Thanks, Spookie! We didn't bring our best camera on the trip with the chance of rain and all. But I did the best I could with a point-and-shoot camera.

Well, my wife bought the wand and specifically asked the sales guy if it took batteries and he said no. I will look at it again and check to see. There was not a key in the box.
I think all of the things that the wand activates are behind storefront windows. Some of the displays it activates are over in Hogsmeade, near the older Harry Potter ride. It usually took a few tries to get each item to activate, but Universal has one it's workers/characters stationed nearby to help at each one and give you tips. That's really a good thing, because it's mostly kids trying the wands.
Ummm......a spinning fireworks display went off in one window, a large chocolate frog would hop, a small cauldron above one shop would tip, showing a small fairy (sprite) inside, a huge display of lights would turn on in an upper shop window. One in Knockturn Alley would make a canary in a cage either grow a lot of yellow hair on him, make his feet huge or make ugly pimples appear all over him and then pop. Near the bird, a lock in a door would unlock, then when you try the knob it honks a horn and blows air at you. A quill pen would levitate in another. Oh, and the large drawing of a skeleton that would match whatever moves you made.
That's all I can remember. I think my daughter did all of them, but I wasn't with her all the time.


----------



## DarkManDustin

Did you see the Knight Bus? http://youtu.be/gCALXKMirHc


----------



## DaveintheGrave

Yes. It sits on the road near a grassy area in front of the train station and the entrance to Diagon Alley.

I couldn't see your youtube link, but it was a three level purple bus with the shrunken head hanging above the driver's seat.


----------



## Miss Erie

Thanks for these posts Dave. I'm dying to go, it looks amazing. And I'm an adult that will be buying one of those wands


----------



## DaveintheGrave

You're welcome! Yea, those wands can be a lot of fun. Takes a little bit of practice, though.

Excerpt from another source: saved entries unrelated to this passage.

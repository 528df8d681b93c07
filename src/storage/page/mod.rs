//! Page types and layout.
//!
//! This module contains:
//! - [`Page`] - The raw 4KB data container
//! - [`PageHeader`] - Type tag and checksum at the start of every page
//! - [`PageType`] - Discriminator for meta, internal and leaf pages

#[allow(clippy::module_inception)]
mod page;
mod page_header;

pub use page::Page;
pub use page_header::{PageHeader, PageType};
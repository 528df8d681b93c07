//! Page - the fundamental 4KB unit of storage.
//!
//! A [`Page`] is a raw 4KB byte array that serves as the unit of I/O
//! between the index file and memory.

use crate::common::config::PAGE_SIZE;

use super::page_header::{PageHeader, PageType};

/// A page of data (4KB, 4KB-aligned).
///
/// # Clone Implementation
/// `Page` does NOT implement `Clone` in production code; copying 4KB
/// should be explicit. A `#[cfg(test)]` Clone is provided for tests.
///
/// # Example
/// ```
/// use ixdb::storage::page::Page;
///
/// let mut page = Page::new();
/// page.as_mut_slice()[0] = 0xFF;
/// assert_eq!(page.as_slice()[0], 0xFF);
/// ```
#[derive(Debug)]
#[repr(align(4096))]
pub struct Page {
    data: [u8; PAGE_SIZE],
}

impl Page {
    /// Create a new zeroed page.
    #[inline]
    pub fn new() -> Self {
        Self {
            data: [0u8; PAGE_SIZE],
        }
    }

    /// Get immutable slice of page data.
    #[inline]
    pub fn as_slice(&self) -> &[u8] {
        &self.data
    }

    /// Get mutable slice of page data.
    #[inline]
    pub fn as_mut_slice(&mut self) -> &mut [u8] {
        &mut self.data
    }

    /// Zero out the entire page.
    pub fn reset(&mut self) {
        self.data.fill(0);
    }

    /// Get the size of a page.
    #[inline]
    pub const fn size() -> usize {
        PAGE_SIZE
    }

    /// Read the page header.
    pub fn header(&self) -> PageHeader {
        PageHeader::from_bytes(&self.data)
    }

    /// Shortcut for `header().page_type`.
    pub fn page_type(&self) -> PageType {
        PageType::from_u8(self.data[PageHeader::OFFSET_PAGE_TYPE])
    }

    /// Write a page header.
    pub fn set_header(&mut self, header: &PageHeader) {
        header.write_to(&mut self.data);
    }

    /// Compute and store checksum in the header.
    ///
    /// Call this after all modifications to the page are complete.
    pub fn update_checksum(&mut self) {
        let checksum = PageHeader::compute_checksum(&self.data);
        let checksum_bytes = checksum.to_le_bytes();
        self.data[PageHeader::OFFSET_CHECKSUM..PageHeader::OFFSET_CHECKSUM + 4]
            .copy_from_slice(&checksum_bytes);
    }

    /// Verify the page checksum is valid.
    pub fn verify_checksum(&self) -> bool {
        self.header().verify_checksum(&self.data)
    }
}

impl Default for Page {
    fn default() -> Self {
        Self::new()
    }
}

impl AsRef<[u8]> for Page {
    #[inline]
    fn as_ref(&self) -> &[u8] {
        &self.data
    }
}

impl AsMut<[u8]> for Page {
    #[inline]
    fn as_mut(&mut self) -> &mut [u8] {
        &mut self.data
    }
}

// Clone only available in tests - forces explicit copying in production
#[cfg(test)]
impl Clone for Page {
    fn clone(&self) -> Self {
        let mut new_page = Page::new();
        new_page.data.copy_from_slice(&self.data);
        new_page
    }
}

// ============================================================================
// TESTS
// ============================================================================
//! ixdb - A disk-backed B+Tree index mapping typed keys to record IDs.
//!
//! # Architecture
//! ```text
//! ┌─────────────────────────────────────────────────────────────────┐
//! │                              ixdb                               │
//! ├─────────────────────────────────────────────────────────────────┤
//! │  ┌─────────────────────────────────────────────────────────┐   │
//! │  │              Index Manager (index/manager)               │   │
//! │  │   create / destroy / open / close, insert, delete, scan  │   │
//! │  └─────────────────────────────────────────────────────────┘   │
//! │                              ↓                                  │
//! │  ┌─────────────────────────────────────────────────────────┐   │
//! │  │                B+Tree (index/btree)                      │   │
//! │  │   meta page · internal nodes · leaf chain · splits       │   │
//! │  │   slotted-page allocator shared by both node kinds       │   │
//! │  └─────────────────────────────────────────────────────────┘   │
//! │                              ↓                                  │
//! │  ┌─────────────────────────────────────────────────────────┐   │
//! │  │           Storage Layer (storage/)                       │   │
//! │  │     PagedFile + Page + PageHeader (CRC32) + IoStats      │   │
//! │  └─────────────────────────────────────────────────────────┘   │
//! └─────────────────────────────────────────────────────────────────┘
//! ```
//!
//! # Modules
//! - [`common`] - Shared primitives (PageId, Rid, Error, config)
//! - [`storage`] - Page I/O and page headers
//! - [`index`] - Keys, the B+Tree and the index manager
//!
//! # Quick Start
//! ```no_run
//! use ixdb::{IndexConfig, IndexManager, Key, KeyType, Rid};
//!
//! let manager = IndexManager::new(IndexConfig::default());
//! manager.create_file("name.idx")?;
//! let mut handle = manager.open_file("name.idx")?;
//!
//! manager.insert_entry(&mut handle, KeyType::VarChar, &Key::varchar("ada"), Rid::new(3, 1))?;
//! manager.insert_entry(&mut handle, KeyType::VarChar, &Key::varchar("bob"), Rid::new(3, 2))?;
//!
//! for item in manager.scan(&mut handle, KeyType::VarChar, None, None, true, true)? {
//!     let (key, rid) = item?;
//!     println!("{} -> {}", key, rid);
//! }
//! manager.close_file(handle)?;
//! # Ok::<(), ixdb::Error>(())
//! ```

pub mod common;
pub mod index;
pub mod storage;

// Re-export commonly used items at crate root for convenience
pub use common::config::PAGE_SIZE;
pub use common::{Error, ErrorKind, IndexConfig, PageId, Result, Rid};

pub use index::{IndexHandle, IndexManager, Key, KeyType, MetaPage, ScanIterator};
pub use storage::page::{Page, PageHeader, PageType};
pub use storage::{PagedFile, StatsSnapshot};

Also remember you don't have to go to the wand shop to buy the wand. My wife bought one in the Universal store in Citywalk, outside the park.


----------



## theedwin

Very nice Dave! Looks like you had a lot of fun. Thanks for sharing the pictures.


----------



## DayTek

Thanks for sharing, Dave! Sounds like an awesome visit! My husband and I are hoping to plan a trip next year to Disney and Universal. We are huge Disney fans and Harry Potter fans! So far we are planning 3 days at Disney and 1 day at Universal. The Harry Potter exhibits are the only thing that really interests us at Universal, but we haven't looked much into other things. I am not much for big, noisy rides, just exploring different things and visiting exhibits. The train ride sounds like a lot of fun  If you have any suggestions for Disney/Universal, I'm all ears!


----------



## Halloween Scream

Thank you for sharing! This looks like so much fun and really made we want to go someday.


----------



## boo who?

Looks great! Can't wait to check it out!


----------



## craftygirl

Great pictures! Thanks for sharing them, it looks like an amazing place to see.


----------



## DaveintheGrave

Thanks for the compliments, everyone. I wish I had taken more time on the pictures. But when you have that express pass, you can ride the attractions all day until you're sick of them. We spent most of our time doing that. Plus, they also sell Duff beer over at the Simpsons ride. 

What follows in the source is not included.